Davalı şirket sicil dosyası getirtilip incelenmiş, davacının 3.200.000 adet payla %16 oranında azınlık pay sahibi olduğu, haklı sebeple fesih davasının paya değil, pay sahipliği ve azınlık sıfatına bağlı kişisel nitelikte bir dava hakkı olduğu, şirket faaliyet adresine göre mahkememizin yetkili olduğu, dava açma yönünden zaman engeli bulunmadığı anlaşılmıştır.
Dayanılan haklı sebebe ilişkin olarak delil olarak gösterilen dava dosyaları ilgili kısımları ibraz ettirilmiş, yapılan incelemede;
Mahkememizin (… ATM) … Esas sayılı dava dosyasında 03/08/2016 tarihli genel kurul toplantısına ASB vekillerinin katılması ve oy kullanma haklarının engellendiği gerekçesi ile genel kurulda alınan kararların butlanına ilişkin dava açıldığı, yapılan yargılama sonunda davanın kabulüne karar verildiği ve kararın temyiz aşamasında olduğu,
… ATM de açılan … Esas sayılı kar payı tahsili yada yöneticilerin sorumluluğuna dayalı tazminat davasının reddine karar verildiği, dosyanın istinaf incelemesinde olduğu,
… ATM nin … dava dosyasında 06/02/2017 tarihli genel kurulda alınan sermaye artırımına ilişkin kararın butlanı talep edildiği, kararın sicile tescil edilmemesi sebebiyle dava konusuz kaldığından karar verilmesine yer olmadığına karar verildiği,
… ATM nin … Esas sayılı dava dosyasında 06/02/2017 tarihli olağanüstü genel kurulda bilgi alma hakkının kullandırılmadığından bahisle özel denetçi tayini talepli davanın, dava ön koşulu olmadığından reddine karar verildiği,
… ATM nin … Esas sayılı dosyasında açılan davanın 04/04/2017 tarihli olağan genel kurul toplantısında alınan genel kurul kararlarının butlanına ilişkin olduğu, konusuz kalan davada karar verilmesine yer olmadığına karar verildiği,
… ATM nin … Esas sayılı dava dosyasında yönetim kurulunun 21/04/2017 tarihli 2017/5 sayılı rüçhan hakkının kullanılması kararının geçersizliğinin tespitine ilişkin dava açıldığı, karar verilmesine yer olmadığına karar verildiği,
… ATM nin … Esas sayılı dava dosyasında 24/08/2017 tarihli genel kurul toplantısında alınan kararların butlanı/iptali talep edildiği, davanın derdest olduğu,
… ATM nin … Esas sayılı dava dosyasında 20/09/2017 tarihli olağanüstü genel kurul toplantısında alınan sermaye artırımına ilişkin 3 nolu kararın butlanı/iptali talep edildiği, davanın halen derdest olduğu sunulan bilgilerden anlaşılmaktadır.
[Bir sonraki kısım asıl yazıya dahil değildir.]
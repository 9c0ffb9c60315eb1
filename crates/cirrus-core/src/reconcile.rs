use cirrus_domain::api::{CatalogRecord, DataSource, MetadataFilter, CUSTOM_SOURCE};
use indexmap::IndexMap;
use serde::Serialize;

use crate::effects::{CatalogStore, Provider};
use crate::errors::CatalogError;

/// Outcome of persisting one record.
#[derive(Debug, Clone, PartialEq, Eq)]
pub struct RecordResult {
    pub record: CatalogRecord,
    pub error: Option<CatalogError>,
}

impl RecordResult {
    #[must_use]
    pub fn is_saved(&self) -> bool {
        self.error.is_none()
    }
}

#[derive(Debug, Clone, Default)]
pub struct Reconciliation {
    /// One entry per input record, in input order.
    pub results: Vec<RecordResult>,
    pub error: Option<CatalogError>,
}

impl Reconciliation {
    #[must_use]
    pub fn saved(&self) -> usize {
        self.results.iter().filter(|result| result.is_saved()).count()
    }

    #[must_use]
    pub fn failed(&self) -> usize {
        self.results.len() - self.saved()
    }
}

#[derive(Debug, Clone, Serialize)]
pub struct RecordSummary {
    pub key: String,
    pub artifact_id: String,
    pub saved: bool,
    #[serde(skip_serializing_if = "Option::is_none")]
    pub error: Option<String>,
}

impl From<&RecordResult> for RecordSummary {
    fn from(result: &RecordResult) -> Self {
        Self {
            key: result.record.identity().to_string(),
            artifact_id: result.record.artifact_id.clone(),
            saved: result.is_saved(),
            error: result.error.as_ref().map(ToString::to_string),
        }
    }
}

/// Applies defaults to each record and upserts it. A failed save never stops the rest
/// of the batch; every failure message ends up in the combined error.
pub fn reconcile(store: &dyn CatalogStore, records: Vec<CatalogRecord>) -> Reconciliation {
    let mut messages = Vec::new();
    let results = records
        .into_iter()
        .map(|record| {
            let record = record.with_defaults();
            let error = store.save_metadata(&record).err().map(|err| {
                let failure = CatalogError::RecordPersistFailure {
                    key: record.identity().to_string(),
                    reason: format!("{err:#}"),
                };
                tracing::warn!(artifact = %record.artifact_id, error = %failure, "record not saved");
                messages.push(failure.to_string());
                failure
            });
            RecordResult { record, error }
        })
        .collect();
    let error = (!messages.is_empty()).then_some(CatalogError::PartialReconcile { messages });
    Reconciliation { results, error }
}

/// Source keys in presentation order: custom first, then registered sources in
/// registration order, then the public ones.
#[must_use]
pub fn listing_order(sources: &[DataSource]) -> Vec<String> {
    let mut order = vec![CUSTOM_SOURCE.to_string()];
    let registered = sources.iter().filter(|source| !source.is_public());
    let public = sources.iter().filter(|source| source.is_public());
    for source in registered.chain(public) {
        if !order.contains(&source.id) {
            order.push(source.id.clone());
        }
    }
    order
}

/// Stored records matching `filter`, grouped by source in listing order. Sources the
/// environment no longer registers follow, alphabetically.
pub fn list_metadata(
    store: &dyn CatalogStore,
    provider: &dyn Provider,
    filter: &MetadataFilter,
) -> Result<IndexMap<String, Vec<CatalogRecord>>, CatalogError> {
    let mut found = store
        .find_metadata(filter)
        .map_err(|err| CatalogError::StoreRead {
            reason: format!("{err:#}"),
        })?;
    let sources = provider
        .registered_image_sources()
        .map_err(|err| CatalogError::Sources {
            reason: format!("{err:#}"),
        })?;

    let mut grouped = IndexMap::with_capacity(found.len());
    for key in listing_order(&sources) {
        if let Some(records) = found.shift_remove(&key) {
            grouped.insert(key, records);
        }
    }
    found.sort_keys();
    grouped.extend(found);
    Ok(grouped)
}

#[cfg(test)]
mod tests {
    use super::*;
    use crate::testing::{source, FakeProvider, MemoryStore};

    fn record(source: &str, series: &str, id: &str) -> CatalogRecord {
        CatalogRecord {
            source: source.into(),
            region: "dummy_region".into(),
            series: series.into(),
            arch: "amd64".into(),
            virt_type: "pv".into(),
            root_storage_type: "ebs".into(),
            artifact_id: id.into(),
            ..CatalogRecord::default()
        }
    }

    #[test]
    fn reconciling_twice_keeps_the_latest_artifact() {
        let store = MemoryStore::default();
        let first = reconcile(&store, vec![record("", "trusty", "ami-1")]);
        assert!(first.error.is_none());
        let second = reconcile(&store, vec![record("", "trusty", "ami-2")]);
        assert!(second.error.is_none());

        let stored = store.records();
        assert_eq!(stored.len(), 1);
        assert_eq!(stored[0].artifact_id, "ami-2");
        assert_eq!(stored[0].source, "custom");
        assert_eq!(stored[0].stream, "released");
    }

    #[test]
    fn failures_are_combined_without_blocking_siblings() {
        let store = MemoryStore::default()
            .failing_on("ami-bad-1")
            .failing_on("ami-bad-2");
        let outcome = reconcile(
            &store,
            vec![
                record("custom", "trusty", "ami-bad-1"),
                record("custom", "precise", "ami-ok"),
                record("custom", "xenial", "ami-bad-2"),
            ],
        );

        assert_eq!(outcome.results.len(), 3);
        let saved: Vec<_> = outcome.results.iter().map(RecordResult::is_saved).collect();
        assert_eq!(saved, [false, true, false]);
        assert_eq!(store.artifact_ids(), ["ami-ok"]);
        assert_eq!((outcome.saved(), outcome.failed()), (1, 2));

        let err = outcome.error.expect("combined error");
        let CatalogError::PartialReconcile { messages } = &err else {
            panic!("unexpected error {err:?}");
        };
        assert_eq!(messages.len(), 2);
        assert!(messages[0].contains("disk full writing ami-bad-1"), "{}", messages[0]);
        assert!(messages[1].contains("disk full writing ami-bad-2"), "{}", messages[1]);
        assert_eq!(
            err.to_string(),
            format!("[CR311] saving some catalog metadata:\n{}", messages.join("\n"))
        );
    }

    #[test]
    fn empty_batch_is_clean() {
        let outcome = reconcile(&MemoryStore::default(), Vec::new());
        assert!(outcome.results.is_empty());
        assert!(outcome.error.is_none());
    }

    #[test]
    fn listing_puts_custom_then_registered_then_public() {
        let store = MemoryStore::default();
        reconcile(
            &store,
            vec![
                record("default cloud images", "trusty", "ami-public"),
                record("zz leftover", "trusty", "ami-z"),
                record("second ds", "trusty", "ami-second"),
                record("aa leftover", "trusty", "ami-a"),
                record("", "trusty", "ami-custom"),
                record("", "precise", "ami-custom-2"),
            ],
        );
        let provider = FakeProvider::new().with_image_sources(vec![
            DataSource::public("default cloud images", None),
            source("second ds"),
        ]);

        let listed =
            list_metadata(&store, &provider, &MetadataFilter::default()).expect("listing");
        let keys: Vec<_> = listed.keys().map(String::as_str).collect();
        assert_eq!(
            keys,
            [
                "custom",
                "second ds",
                "default cloud images",
                "aa leftover",
                "zz leftover"
            ]
        );
        let custom: Vec<_> = listed["custom"].iter().map(|r| r.artifact_id.as_str()).collect();
        assert_eq!(custom, ["ami-custom", "ami-custom-2"]);
    }

    #[test]
    fn listing_applies_the_filter() {
        let store = MemoryStore::default();
        reconcile(
            &store,
            vec![record("", "trusty", "ami-1"), record("", "precise", "ami-2")],
        );
        let filter = MetadataFilter {
            series: vec!["precise".into()],
            ..MetadataFilter::default()
        };
        let listed = list_metadata(&store, &FakeProvider::new(), &filter).expect("listing");
        assert_eq!(listed.len(), 1);
        assert_eq!(listed["custom"][0].artifact_id, "ami-2");
    }
}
Dava haklı nedenle fesih istemine ilişkin olmakla, davacı ve davalı tarafın bildirdiği tanıklar dinlenilmiş, davacı yan davacı şirket yönetim kurulu başkanı ve ortağı …’ı tanık olarak göstermişler, ifadesinde ; “davalı şirketin evveliyatta amca çocukları tarafından kurulduğunu, şirkete katılarak ortak haline geldiklerini, şirketi Türkiyenin ilk 500 şirket arasına sokmak için büyük gayretle çalıştıklarını, ancak yönetimde olmadıklarını, kendilerine bugüne kadar kar payı verilmediğini, şirket işleyişi ile ilgili bilgi verilmediğini ve neticede bu davayı açtıklarını, genel kurulda yönetime aday olmadıklarını ve genel kurul toplantılarına katılmadıklarını, avukat gönderdiklerini” beyan etmişler, davalı tanıkları da beyanlarında “davalı şirkette kar payı dağıtılmadığını, tarafların aile şirketi kurup, büyütüp sattıklarını ve bu şekilde geçindiklerini, yönetim kurulu üyelerinin dahi ücret almadığını” beyan etmişlerdir.
Yasada haklı sebep kavramı tanımlanmamıştır. Olayın özelliğine göre haklı sebebin anonim şirketin feshini gerektirecek nitelikte olup olmadığı, haklı sebebe temel oluşturan maddi olguların davacı azınlık pay sahiplerinin şirkette ortak olarak devam etmelerinin kendilerinden beklenemeyecek düzeyde zorlaştırılmış olması, güven ilişkisinin zedelenmesi ve menfaatler dengesinin de fesih sonucunu adil ve zaruri göstermesi ölçütüne göre belirlenecek (… anonim ortaklığın haklı feshinde hakimin takdir yetkisi) ve maddenin içi hakim tarafından doldurulacaktır. Ele alınacak maddi olgular davacı azınlık pay sahibinin şirkette devamını çekilmezlik düzeyine ulaştırmış olmalıdır.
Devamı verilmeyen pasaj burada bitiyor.